第46話 朝になっても
ハナクソで悪鬼、鴉天狗を吹き飛ばした、ヤクザのようなスサノオが去った。
空が白み始めた境内は、嘘のような静けさを取り戻していた。
ククノチは社殿の前にある賽銭箱を棒で叩いた。
「賽銭──入れとけよ」
そう言うと、何事もなかったかのように、パタパタと社殿の奥へ消えて行った。
篝火は、光が一筋差すと、その火を静かに消した。
鉄喜は、利蔵の顔を見た。
「師匠。オレ達は神社を……」
利蔵は、鉄喜の肩に手を乗せ、ニッコリと笑った。
「ああ。大したもんだ! 神域解除、免れたよ!」
鉄喜はようやく口元を緩ませ、その場にへたり込んだ。
「よかったぁ! なぁ、翔!」
翔は、明るくなった境内を遠い目で眺めていた。
「オレ達は……結局……何したんだ」
光明は、翔の顔を覗き込んだ。
「お主がおらねば、篝火はとうの昔に消えておったわ。
神域解除を免れたということは、ククノチ様はまたこの神社を回られる」
翔は社殿を振り返った。
「そうか……。ここが神域解除されてしまっていたら」
「ほほ、ここでククノチ様と会うことは、もうなかったの」
翔は無力感を覚えながらも、光明の言葉に胸を撫で下ろした。
「……それで、いいのか」
光明は長いヒゲを撫で、笑顔を見せた。
「もちろんじゃ。

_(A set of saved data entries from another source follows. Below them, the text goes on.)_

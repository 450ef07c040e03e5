//! Lifecycle owner for one external editor widget.
//!
//! `Unloaded -> Loading -> Ready -> Disposed`, with `Failed` when the library
//! bootstrap fails. All calls happen on the UI thread.

use std::cell::{Cell, RefCell};
use std::collections::VecDeque;
use std::rc::{Rc, Weak};

use crate::app::domain::{Pattern, ThemeMode, ThemeProfile};
use crate::app::infrastructure::error::{AppError, Result};
use crate::app::reactive::{Subscribers, Subscription};
use crate::app::theme::profiles::obsidian_warmth;
use crate::app::theme::{EditorScheme, ThemeSnapshot, ThemeStore, scheme_id};

use super::loader::{LoadResult, SingleFlight};
use super::widget::{
    ChangeListener, Decoration, DecorationId, EditorConfig, EditorWidget, WidgetLibrary,
    WidgetOptions,
};

#[derive(Debug, Clone, Copy, PartialEq, Eq)]
pub enum AdapterState {
    Unloaded,
    Loading,
    Ready,
    Failed,
    Disposed,
}

struct Inner<L: WidgetLibrary> {
    state: AdapterState,
    config: EditorConfig,
    container: Option<L::Container>,
    library: Option<L>,
    widget: Option<L::Widget>,
    decoration_ids: Vec<DecorationId>,
    profile: Rc<ThemeProfile>,
    mode: ThemeMode,
    pending_palette: Option<ThemeMode>,
}

/// Content notifications raised while the adapter itself is driving the
/// widget are queued and delivered once it lets go. Changes made by a
/// subscriber are delivered after the current one, never nested inside it.
#[derive(Clone, Default)]
struct ChangeQueue {
    pending: Rc<RefCell<VecDeque<String>>>,
    busy: Rc<Cell<bool>>,
    flushing: Rc<Cell<bool>>,
    pushed: Rc<Cell<u64>>,
    subscribers: Subscribers<str>,
}

impl ChangeQueue {
    fn push(&self, text: &str) {
        self.pending.borrow_mut().push_back(text.to_string());
        self.pushed.set(self.pushed.get() + 1);
        if !self.busy.get() {
            self.flush();
        }
    }

    fn flush(&self) {
        if self.flushing.replace(true) {
            return;
        }
        loop {
            let next = self.pending.borrow_mut().pop_front();
            match next {
                Some(text) => self.subscribers.emit(&text),
                None => break,
            }
        }
        self.flushing.set(false);
    }

    fn discard(&self) {
        self.pending.borrow_mut().clear();
        self.subscribers.clear();
    }
}

/// Cheap-to-clone handle to one editor instance.
pub struct EditorAdapter<L: WidgetLibrary> {
    inner: Rc<RefCell<Inner<L>>>,
    loader: SingleFlight<L>,
    changes: ChangeQueue,
    state_events: Subscribers<AdapterState>,
}

impl<L: WidgetLibrary> Clone for EditorAdapter<L> {
    fn clone(&self) -> Self {
        Self {
            inner: self.inner.clone(),
            loader: self.loader.clone(),
            changes: self.changes.clone(),
            state_events: self.state_events.clone(),
        }
    }
}
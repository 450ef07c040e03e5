//! FLTK binding for the editor widget boundary.
//!
//! Decorations are rendered through the highlight style buffer: style `A` is
//! plain text, style `B` marks lines covered by a decoration.

use std::cell::RefCell;
use std::collections::HashMap;
use std::rc::Rc;

use fltk::{
    app,
    enums::{Color, Event, Font, Key},
    group::Flex,
    prelude::*,
    text::{StyleTableEntry, TextBuffer, TextEditor},
};

use crate::app::domain::ThemeMode;
use crate::app::editor::{
    ChangeListener, Decoration, DecorationId, EditorWidget, LineRange, PATTERN_HIGHLIGHT_CLASS,
    WidgetLibrary, WidgetOptions,
};
use crate::app::infrastructure::error::{AppError, Result};
use crate::app::theme::{EditorScheme, ProfileRegistry, Rgba};

const PLAIN_STYLE: char = 'A';
const PATTERN_STYLE: char = 'B';

type ListenerSlot = Rc<RefCell<Option<ChangeListener>>>;

pub fn to_color(rgba: Rgba) -> Color {
    Color::from_rgb(rgba.r, rgba.g, rgba.b)
}

/// Regular and bold FLTK fonts for a CSS-style font stack. The first family
/// FLTK has a built-in match for wins; anything else falls back to Courier.
pub fn code_fonts(stack: &str) -> (Font, Font) {
    for family in stack.split(',') {
        let family = family.trim().trim_matches(|c: char| c == '"' || c == '\'').to_ascii_lowercase();
        let fonts = match family.as_str() {
            "courier" | "courier new" | "monospace" => (Font::Courier, Font::CourierBold),
            "helvetica" | "arial" | "sans-serif" => (Font::Helvetica, Font::HelveticaBold),
            "times" | "times new roman" | "serif" => (Font::Times, Font::TimesBold),
            name if name.contains("mono") || name == "screen" => (Font::Screen, Font::ScreenBold),
            _ => continue,
        };
        return fonts;
    }
    (Font::Courier, Font::CourierBold)
}

/// Build every scheme the editor may be asked for: both modes of every known
/// profile. Runs on a worker thread at startup.
pub fn load_scheme_catalog() -> std::result::Result<Vec<EditorScheme>, String> {
    let registry = ProfileRegistry::load();
    let schemes: Vec<EditorScheme> = registry
        .profiles()
        .iter()
        .flat_map(|profile| {
            [ThemeMode::Dark, ThemeMode::Light]
                .map(|mode| EditorScheme::from_profile(profile, mode))
        })
        .collect();

    if schemes.is_empty() {
        return Err("no color schemes available".to_string());
    }
    Ok(schemes)
}

/// Shared scheme table; every editor created from it sees later definitions.
#[derive(Clone, Default)]
pub struct FltkEditorLibrary {
    schemes: Rc<RefCell<HashMap<String, EditorScheme>>>,
}

impl FltkEditorLibrary {
    pub fn new(catalog: Vec<EditorScheme>) -> Self {
        let library = Self::default();
        for scheme in catalog {
            library.define_scheme(&scheme);
        }
        library
    }

    pub fn scheme_count(&self) -> usize {
        self.schemes.borrow().len()
    }
}

impl WidgetLibrary for FltkEditorLibrary {
    type Container = Flex;
    type Widget = FltkCodeEditor;

    fn define_scheme(&self, scheme: &EditorScheme) {
        self.schemes
            .borrow_mut()
            .insert(scheme.id.clone(), scheme.clone());
    }

    fn create(&self, container: &Flex, options: &WidgetOptions) -> Result<FltkCodeEditor> {
        let mut container = container.clone();
        if container.was_deleted() {
            return Err(AppError::WidgetLoad("editor container was deleted".to_string()));
        }

        container.begin();
        let mut editor = TextEditor::default();
        container.end();
        container.fixed(&editor, options.height as i32);

        let mut buffer = TextBuffer::default();
        buffer.set_text(&options.value);
        let mut style_buffer = TextBuffer::default();
        style_buffer.set_text(&PLAIN_STYLE.to_string().repeat(options.value.len()));

        editor.set_buffer(buffer.clone());
        let (font, bold_font) = code_fonts(&options.font_family);
        editor.set_text_font(font);
        editor.set_text_size(options.font_size as i32);
        if options.line_numbers {
            editor.set_linenumber_width(40);
        }

        if options.read_only {
            editor.handle(|_, event| match event {
                Event::KeyDown => {
                    let key = app::event_key();
                    let navigation = matches!(
                        key,
                        Key::Left | Key::Right | Key::Up | Key::Down | Key::Home | Key::End | Key::PageUp | Key::PageDown
                    );
                    !(navigation || app::is_event_ctrl())
                }
                Event::Paste | Event::DndRelease => true,
                _ => false,
            });
        }

        let listener: ListenerSlot = Rc::new(RefCell::new(None));
        {
            let listener = listener.clone();
            let text_buf = buffer.clone();
            let mut style_buf = style_buffer.clone();
            buffer.add_modify_callback(move |pos, inserted, deleted, _restyled, _deleted_text| {
                if inserted == 0 && deleted == 0 {
                    return;
                }
                if deleted > 0 {
                    style_buf.remove(pos, pos + deleted);
                }
                if inserted > 0 {
                    style_buf.insert(pos, &PLAIN_STYLE.to_string().repeat(inserted as usize));
                }
                let text = text_buf.text();
                let current = listener.borrow().clone();
                if let Some(listener) = current {
                    listener(&text);
                }
            });
        }

        let mut widget = FltkCodeEditor {
            editor,
            buffer,
            style_buffer,
            schemes: self.schemes.clone(),
            listener,
            decorations: Vec::new(),
            next_id: 0,
            font,
            bold_font,
            font_size: options.font_size as i32,
        };
        widget.set_scheme(&options.scheme);
        container.redraw();
        Ok(widget)
    }
}

pub struct FltkCodeEditor {
    editor: TextEditor,
    buffer: TextBuffer,
    style_buffer: TextBuffer,
    schemes: Rc<RefCell<HashMap<String, EditorScheme>>>,
    listener: ListenerSlot,
    decorations: Vec<(DecorationId, Decoration)>,
    next_id: DecorationId,
    font: Font,
    bold_font: Font,
    font_size: i32,
}

impl FltkCodeEditor {
    /// Rewrite the style buffer and the hover tooltip from the current
    /// decoration set.
    fn restyle(&mut self) {
        let text = self.buffer.text();
        let decorations = self.decorations.iter().map(|(_, decoration)| decoration);
        let ranges = styled_ranges(decorations.clone());
        self.style_buffer.set_text(&line_styles(&text, ranges.iter()));
        self.editor.set_tooltip(&hover_text(decorations));
        self.editor.redraw();
    }
}

/// Ranges of the decorations this binding has a style for.
fn styled_ranges<'a>(decorations: impl Iterator<Item = &'a Decoration>) -> Vec<LineRange> {
    decorations
        .filter(|decoration| decoration.class_name == PATTERN_HIGHLIGHT_CLASS)
        .map(|decoration| decoration.range)
        .collect()
}

/// FLTK has no per-range hover, so the messages share the editor tooltip.
fn hover_text<'a>(decorations: impl Iterator<Item = &'a Decoration>) -> String {
    decorations
        .filter_map(|decoration| {
            let message = decoration.hover_message.as_deref()?;
            Some(format!("Lines {}-{}: {}", decoration.range.start, decoration.range.end, message))
        })
        .collect::<Vec<_>>()
        .join("\n")
}

/// One style character per byte of `text`. Lines past the end of the text
/// are simply never reached.
fn line_styles<'a>(text: &str, ranges: impl Iterator<Item = &'a LineRange> + Clone) -> String {
    let mut styles = String::with_capacity(text.len());
    let mut line = 1u32;
    let mut current = style_for(line, ranges.clone());
    for byte in text.bytes() {
        styles.push(current);
        if byte == b'\n' {
            line += 1;
            current = style_for(line, ranges.clone());
        }
    }
    styles
}

fn style_for<'a>(line: u32, mut ranges: impl Iterator<Item = &'a LineRange>) -> char {
    if ranges.any(|range| range.contains(line)) {
        PATTERN_STYLE
    } else {
        PLAIN_STYLE
    }
}

impl EditorWidget for FltkCodeEditor {
    fn value(&self) -> String {
        self.buffer.text()
    }

    fn set_value(&mut self, text: &str) {
        self.buffer.set_text(text);
        self.restyle();
    }

    fn set_change_listener(&mut self, listener: ChangeListener) {
        *self.listener.borrow_mut() = Some(listener);
    }

    fn set_scheme(&mut self, scheme_id: &str) {
        let scheme = match self.schemes.borrow().get(scheme_id) {
            Some(scheme) => scheme.clone(),
            None => {
                tracing::warn!(scheme = scheme_id, "unknown editor scheme");
                return;
            }
        };

        let colors = &scheme.colors;
        self.editor.set_color(to_color(scheme.background_rgb()));
        self.editor.set_text_color(to_color(scheme.resolve(&colors.foreground)));
        self.editor.set_cursor_color(to_color(scheme.resolve(&colors.cursor)));
        self.editor.set_selection_color(to_color(scheme.resolve(&colors.selection)));
        self.editor.set_linenumber_bgcolor(to_color(scheme.resolve(&colors.gutter)));
        self.editor.set_linenumber_fgcolor(to_color(scheme.resolve(&colors.line_number)));

        let table = vec![
            StyleTableEntry {
                color: to_color(scheme.resolve(&colors.foreground)),
                font: self.font,
                size: self.font_size,
            },
            StyleTableEntry {
                color: to_color(scheme.resolve(&colors.line_number_active)),
                font: self.bold_font,
                size: self.font_size,
            },
        ];
        self.editor.set_highlight_data(self.style_buffer.clone(), table);
        self.editor.redraw();
    }

    fn delta_decorations(&mut self, old: &[DecorationId], new: &[Decoration]) -> Vec<DecorationId> {
        self.decorations.retain(|(id, _)| !old.contains(id));
        let ids: Vec<DecorationId> = new
            .iter()
            .map(|decoration| {
                self.next_id += 1;
                self.decorations.push((self.next_id, decoration.clone()));
                self.next_id
            })
            .collect();
        self.restyle();
        ids
    }

    fn focus(&mut self) {
        let _ = self.editor.take_focus();
    }

    fn dispose(&mut self) {
        *self.listener.borrow_mut() = None;
        if let Some(mut parent) = self.editor.parent() {
            parent.remove(&self.editor);
            parent.redraw();
        }
        TextEditor::delete(self.editor.clone());
    }
}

今は、それだけでよい」
利蔵と道心は、倒れていた音葉を抱え起こした。
音葉は、座り込んでいる蘭に視線を落とし、力ない声を振り絞った。
「蘭さん……」
蘭の肩はピクリと反応した。
「何よ。アタシはアンタみたいなのを認めないから。
アンタ、自分を犠牲にすれば、善いことしたとでも──」
「思ってないよ」
言葉を被せられた蘭は、思わず振り返った。
「──え」
音葉は、震える唇でニコリと笑った。
「思ってない……ごめんね。私──」
「ムカつく……。アンタ、本当ムカつく」
蘭は体を震わせた。
「カッコつけてるつもり?
自分が死ねばいいの?
アンタだけ、善い人で──それで満足なわけ!」
刺すような視線が、音葉に突き刺さる。
「……思ってない」
音葉は小さく首を振った。
「じゃあ何?」
蘭は一歩踏み出した。
音葉は答えなかった。
唇を噛み、視線を落とす。
蘭は舌打ちした。
「……アンタみたいなこと、アタシにはできない!
するつもりもない!」
一瞬だけ、声が揺れた。
「アタシは、自分が生き残る方を選んできたの!
そうやって生きてきたの!
それのどこが悪いっていうわけ!」
吐き捨てるように言い、蘭は顔を背けた。
「蘭さん……」
音葉は、蘭の横に静かにしゃがんだ。
何か言いかけて、言葉を飲み込む。
代わりに、そっと御守りを置いた。
蘭は、その手元から目を逸らした。
「知らないわよ、アンタのことなんて」
皆が帰路につき、社殿の前には、手を合わせる翔と光明の姿が残っていた。
境内の階段を降りる途中、翔はふと足を止めた。
「じーちゃん」
光明も足を止めた。
「なんじゃ?」
翔は手すりを握った。
「オレ……ますますわかんなくなっちまった。
この世界のことも、自分のことも。
知れば知るほど、なんにもわからなくなっていく……」
「ほほ、お主は今でも普通の高校生じゃ。
当然じゃの」
意外な光明の言葉に、翔は思わず振り返った。
「え?」
光明はヒゲを撫でながら笑った。
「ほほ、誰もがいつかはそう感じるもんじゃ。
お主だけが特別ではない」
翔は視線を落とした。
「よいか、翔。
世界はお主が思っている以上に複雑じゃ。
人間、神、悪鬼……数多の意思が複雑に絡み合い、この世をなしておる」
「数多の……意思」
「この世界が何か。
自分が何なのか。
そんなこと、簡単に分かるはずがなかろう」
「じゃあ、どうしたら……」
「ほほ。
お主が抱く疑問、怒り、悲しみ、全て正しい。
それを抱いて答えを探せば良い。
それが生きるということじゃ」
その時、階段から見える公園に、人影を見つけた。
翔の旧友、不良達が、花火に火をつけて遊んでいた。
パンッという破裂音と、白い煙しか見えない。
「花火……」
翔は、なぜか嬉しくなった。
「ほほ、花火じゃの」
花火の音だけが、朝の空に残った。
翔はその音を聞きながら、
これから先、自分がどこへ向かうのかを、まだ知らなかった。